In 1812 he was presented by his college to the sinecure rectory of Aldrington in Sussex, the church of which had been destroyed. Sir J. S. Sidney, bart., in 1819 gave him the rectory of Penshurst, Kent, worth 766l. per annum, which was his last church preferment. In 1837 he wrote ‘A View of the Evidence afforded by the life and ministry of St. Paul to the truth of the Christian Revelation.’ He died at Penshurst Rectory 22 March 1852, aged 77. He married Martha, daughter of Colonel Wilson of Chelsea College.

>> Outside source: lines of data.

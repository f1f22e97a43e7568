use color_print::cprintln;
use thiserror::Error;

#[derive(Error, Debug)]
pub enum Error {
    #[error("Unknown operation at line {0}: `{1}`")]
    UnknownOperation(usize, String),

    #[error("Syntax error at line number: {0}.")]
    SyntaxError(usize),

    #[error("Symbol defined at line {0} belongs to no section. Add a .section directive beforehand.")]
    NoSection(usize),

    #[error("Literal value at line {0} is too big.")]
    LiteralTooBig(usize),

    #[error("Section defined at line {0} has already been defined.")]
    SectionDefined(usize),

    #[error("Section at line {0} grows past the 16-bit address space.")]
    SectionTooLarge(usize),

    #[error("Symbol \"{0}\" already declared as extern.")]
    GlobalExternCollision(String),

    #[error("Symbol \"{0}\" already declared as global.")]
    ExternGlobalCollision(String),

    #[error("Symbol \"{0}\" is defined and cannot be imported using .extern.")]
    ImportingDefinedSymbol(String),

    #[error("Cannot define symbol \"{0}\" as it is declared as extern.")]
    DefiningExternSymbol(String),

    #[error("Re-defined label: `{0}`")]
    RedefinedLabel(String),

    #[error("Undefined label: `{0}`")]
    UndefinedLabel(String),

    #[error("Failed to open file: {0}")]
    FileOpen(String, #[source] std::io::Error),

    #[error("Failed to create file: {0}")]
    FileCreate(String, #[source] std::io::Error),

    #[error("Failed to write file: {0}")]
    FileWrite(String, #[source] std::io::Error),
}

impl Error {
    /// Source line the error points at, when it carries one.
    pub fn line(&self) -> Option<usize> {
        match self {
            Error::UnknownOperation(line, _)
            | Error::SyntaxError(line)
            | Error::NoSection(line)
            | Error::LiteralTooBig(line)
            | Error::SectionDefined(line)
            | Error::SectionTooLarge(line) => Some(*line),
            _ => None,
        }
    }

    /// Print error with diagnostic information showing file location and line content.
    /// `line` is 1-based; `None` prints the message only.
    pub fn print_diag(&self, file: &str, line: Option<usize>, source: &[String]) {
        cprintln!("<red,bold>error</>: {}", self);

        let Some(line_num) = line.filter(|n| *n > 0) else {
            return;
        };
        cprintln!("     <blue>--></> <underline>{}:{}</>", file, line_num);
        cprintln!("      <blue>|</>");

        let line_content = source.get(line_num - 1).map(|s| s.as_str()).unwrap_or("");

        cprintln!(" <blue>{:>4} |</> {}", line_num, line_content);
        cprintln!("      <blue>|</>");
    }
}
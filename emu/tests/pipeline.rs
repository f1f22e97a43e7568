use std::cell::RefCell;
use std::io::Write;
use std::rc::Rc;

use arch::psw::Flag;
use arch::reg::Reg;
use indexmap::IndexMap;
use sxemu::hooks::{intr::Intr, terminal::Terminal};
use sxemu::{run, Cpu, Error, Hook};

/// Assembles and links `codes` with the `ivt` section at address 0.
fn boot(codes: &[&str]) -> Cpu {
    let modules = codes
        .iter()
        .map(|code| match sxasm::assemble(code) {
            Ok(module) => module,
            Err(e) => panic!("assembly failed: {e}\n{code}"),
        })
        .collect::<Vec<_>>();
    let places: IndexMap<String, u16> = [("ivt".to_string(), 0)].into_iter().collect();
    let image = sxlink::link_hex(&modules, &places).unwrap();
    println!("{}", image);
    Cpu::load(&image)
}

fn exec(codes: &[&str]) -> Result<Cpu, Error> {
    let mut hooks: Vec<Box<dyn Hook>> = vec![];
    run(boot(codes), &mut hooks, Some(100_000))
}

fn halted(codes: &[&str]) -> Cpu {
    let cpu = exec(codes).unwrap();
    assert!(cpu.is_halted());
    cpu
}

macro_rules! case {
    ($name:ident, $code:expr, $expects:pat) => {
        #[test]
        fn $name() {
            let result = exec(&[$code]);
            assert!(matches!(result, $expects), "{:?}", result.map(|cpu| cpu.report()));
        }
    };
}

case!(
    divide_by_zero,
    ".section ivt\n.word main\n.section text\nmain:\nldr r1, $4\nldr r2, $0\ndiv r1, r2\nhalt\n",
    Err(Error::IllegalInstruction("division by zero"))
);
case!(
    runaway_recursion,
    ".section ivt\n.word main\n.section text\nmain:\ncall main\n",
    Err(Error::StackOverflow)
);
case!(
    unknown_opcode,
    ".section ivt\n.word main\n.section text\nmain:\n.word 0xFFFF\n",
    Err(Error::IllegalOpcode(0xFF, _))
);
case!(
    store_immediate,
    ".section ivt\n.word main\n.section text\nmain:\nstr r1, $4\nhalt\n",
    Err(Error::IllegalInstruction(_))
);

#[test]
fn load_immediate() {
    let cpu = halted(&[".section ivt\n.word main\n.section text\nmain:\nldr r1, $5\nhalt\n"]);
    assert_eq!(cpu.reg(Reg::R1), 5);
    assert!(cpu.report().contains("r1=0x0005"));
}

#[test]
fn cross_module_load() {
    let cpu = halted(&[
        ".extern foo\n.section ivt\n.word main\n.section text\nmain: ldr r0, foo\nhalt\n",
        ".global foo\n.section data\nfoo: .word 42\n",
    ]);
    assert_eq!(cpu.reg(Reg::R0), 42);
}

#[test]
fn counting_loop() {
    let cpu = halted(&["\
.section ivt
.word main
.section text
main:
    ldr r0, $0
    ldr r1, $5
    ldr r2, $1
    ldr r3, $0
loop:
    add r0, r1
    sub r1, r2
    cmp r1, r3
    jgt loop
    jmp done
    ldr r0, $0xDEAD
done:
    halt
"]);
    assert_eq!(cpu.reg(Reg::R0), 15);
    assert_eq!(cpu.reg(Reg::R1), 0);
    assert!(cpu.flag(Flag::Z));
}

#[test]
fn pc_relative_operands() {
    let cpu = halted(&["\
.section ivt
.word main
.section text
main:
    ldr r1, %value
    jmp %skip
    ldr r1, $0
skip:
    halt
.section data
value: .word 9
"]);
    assert_eq!(cpu.reg(Reg::R1), 9);
}

#[test]
fn compare_sets_flags() {
    let cpu = halted(&[
        ".section ivt\n.word main\n.section text\nmain:\nldr r0, $0x7FFF\nldr r1, $0xFFFF\ncmp r0, r1\nhalt\n",
    ]);
    assert_eq!(cpu.psw() & 0xF, 0b1110);
}

#[test]
fn shift_right_carry() {
    let cpu = halted(&[
        ".section ivt\n.word main\n.section text\nmain:\nldr r0, $0x10\nldr r1, $4\nshr r0, r1\nhalt\n",
    ]);
    assert_eq!(cpu.reg(Reg::R0), 1);
    assert!(!cpu.flag(Flag::C));

    let cpu = halted(&[
        ".section ivt\n.word main\n.section text\nmain:\nldr r0, $0x10\nldr r1, $5\nshr r0, r1\nhalt\n",
    ]);
    assert_eq!(cpu.reg(Reg::R0), 0);
    assert!(cpu.flag(Flag::C));
    assert!(cpu.flag(Flag::Z));
}

#[test]
fn stack_and_subroutine() {
    let cpu = halted(&["\
.section ivt
.word main
.section text
main:
    ldr r1, $3
    push r1
    call double
    pop r2
    halt
double:
    add r1, r1
    ret
"]);
    assert_eq!(cpu.reg(Reg::R1), 6);
    assert_eq!(cpu.reg(Reg::R2), 3);
    assert_eq!(cpu.sp(), 0);
}

#[test]
fn software_interrupt() {
    let cpu = halted(&["\
.section ivt
.word main, 0, 0, handler
.section text
main:
    ldr r0, $3
    int r0
    ldr r2, $2
    halt
handler:
    ldr r1, $7
    ldr r3, sp
    iret
"]);
    assert_eq!(cpu.reg(Reg::R1), 7);
    assert_eq!(cpu.reg(Reg::R2), 2);
    // pc pushed first, then psw
    assert_eq!(cpu.reg(Reg::R3), 0xFFFC);
    assert_eq!(cpu.sp(), 0);
}

#[test]
fn untaken_jumps_skip_their_payload() {
    let cpu = halted(&["\
.section ivt
.word main
.section text
main:
    ldr r0, $1
    ldr r1, $1
    cmp r0, r1
    jne skip
    jne *cell
    jne *[r2 + 4]
    jne %skip
    ldr r3, $7
skip:
    halt
.section data
cell: .word skip
"]);
    assert_eq!(cpu.reg(Reg::R3), 7);
}

#[test]
fn iret_restores_flags() {
    let cpu = halted(&["\
.section ivt
.word main, 0, 0, handler
.section text
main:
    ldr psw, $0x000D
    ldr r0, $3
    int r0
    jeq done
    ldr r5, $1
done:
    halt
handler:
    ldr r1, $1
    ldr r2, $2
    cmp r2, r1
    ldr r4, psw
    iret
"]);
    // Handler saw Z, N and C cleared
    assert_eq!(cpu.reg(Reg::R4) & 0xF, 0);
    assert_eq!(cpu.psw() & 0xF, 0xD);
    assert_eq!(cpu.reg(Reg::R5), 0);
}

#[test]
fn external_interrupt_masks_and_returns() {
    let mut hooks: Vec<Box<dyn Hook>> = vec![Box::new(Intr::from_list([(0, 3), (1, 3)]))];
    let cpu = boot(&["\
.section ivt
.word main, 0, 0, handler
.section text
main:
    ldr r0, $1
    ldr r1, $1
    add r0, r1
    halt
handler:
    ldr r4, psw
    ldr r3, $1
    add r5, r3
    iret
"]);
    let cpu = run(cpu, &mut hooks, Some(1000)).unwrap();
    assert!(cpu.is_halted());
    // The handler saw I set, the second request waited for iret
    assert_eq!(cpu.reg(Reg::R4) & Flag::I.mask(), Flag::I.mask());
    assert_eq!(cpu.reg(Reg::R5), 2);
    assert!(!cpu.flag(Flag::I));
    assert_eq!(cpu.reg(Reg::R0), 2);
}

#[derive(Clone, Default)]
struct Shared(Rc<RefCell<Vec<u8>>>);

impl Write for Shared {
    fn write(&mut self, buf: &[u8]) -> std::io::Result<usize> {
        self.0.borrow_mut().extend_from_slice(buf);
        Ok(buf.len())
    }

    fn flush(&mut self) -> std::io::Result<()> {
        Ok(())
    }
}

#[test]
fn terminal_output() {
    let out = Shared::default();
    let mut hooks: Vec<Box<dyn Hook>> = vec![Box::new(Terminal::new(out.clone(), None))];
    let cpu = boot(&["\
.section ivt
.word main
.section text
main:
    ldr r0, $0x68
    str r0, 0xFF00
    ldr r0, $0x69
    str r0, 0xFF00
    halt
"]);
    let cpu = run(cpu, &mut hooks, None).unwrap();
    assert!(cpu.is_halted());
    assert_eq!(cpu.get(0xFF00), 0);
    assert_eq!(out.0.borrow().as_slice(), b"hi\n");
}

#[test]
fn step_limit() {
    let mut hooks: Vec<Box<dyn Hook>> = vec![];
    let cpu = boot(&[".section ivt\n.word main\n.section text\nmain: jmp main\n"]);
    let cpu = run(cpu, &mut hooks, Some(10)).unwrap();
    assert!(!cpu.is_halted());
}
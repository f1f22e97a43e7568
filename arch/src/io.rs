//! Memory-mapped device cells and interrupt lines.

use std::time::Duration;

/// Terminal output cell. A non-zero word is printed and cleared.
pub const TERM_OUT: u16 = 0xFF00;
/// Terminal input cell, written on every received character.
pub const TERM_IN: u16 = 0xFF02;
/// Timer configuration cell, low three bits select the period.
pub const TIM_CFG: u16 = 0xFF10;

pub const IRQ_RESET: u8 = 0;
pub const IRQ_ERROR: u8 = 1;
pub const IRQ_TIMER: u8 = 2;
pub const IRQ_TERMINAL: u8 = 3;
pub const IRQ_LINES: u8 = 8;

/// Address of the interrupt vector entry for `line`.
pub fn vector(line: u8) -> u16 {
    (line % IRQ_LINES) as u16 * 2
}

const TIMER_PERIODS_MS: [u64; 8] = [500, 1000, 1500, 2000, 5000, 10_000, 30_000, 60_000];

pub fn timer_period(cfg: u16) -> Duration {
    Duration::from_millis(TIMER_PERIODS_MS[(cfg & 0x7) as usize])
}

#[cfg(test)]
mod test {
    use super::*;

    #[test]
    fn vectors() {
        assert_eq!(vector(IRQ_TERMINAL), 6);
        assert_eq!(vector(IRQ_TIMER), 4);
        assert_eq!(vector(9), 2);
    }

    #[test]
    fn periods() {
        assert_eq!(timer_period(0), Duration::from_millis(500));
        assert_eq!(timer_period(7), Duration::from_secs(60));
        assert_eq!(timer_period(0x0F), Duration::from_secs(60));
    }
}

[Biog. Dict. of Living Authors, 1816, p. 96; Gent. Mag. June 1852, pp. 626–7.]

DODD, RALPH DONE

DODD, RALPH (1756–1822), civil engineer, appears to have been born in 1756 in London, and after receiving the ordinary routine education he studied practical mechanical engineering, and devoted much of his attention to architecture. The earliest published work by which Dodd is known is his ‘Account of the principal Canals in the known World, with reflections on the great utility of Canals,’ which was published in London in 1795. Shortly after this he was engaged in projecting a dry tunnel from Gravesend in Kent to Tilbury in Essex. He endeavoured to demonstrate in a pamphlet which he circulated the practicability of this undertaking and the great importance of it to the two counties and to the nation at large. In 1798 he proposed to construct a canal from near Gravesend to Strood. In 1799 he published ‘Letters on the Improvement of the Port of London without making Wet Docks,’ but there is no evidence that those letters led to the adoption of any of his schemes. In 1805 he was giving great attention to the water supply of London, and in connection with this subject he published ‘Observations on Water, with a recommendation of a more convenient and extensive supply of Thames water to the metropolis and its vicinity, as a just means to counteract pestilential or pernicious vapours.’ Many striking facts were recorded in this work, and several remedies of the disgraceful state of things which then existed are recommended. The time, however, was not yet ripe enough for their adoption.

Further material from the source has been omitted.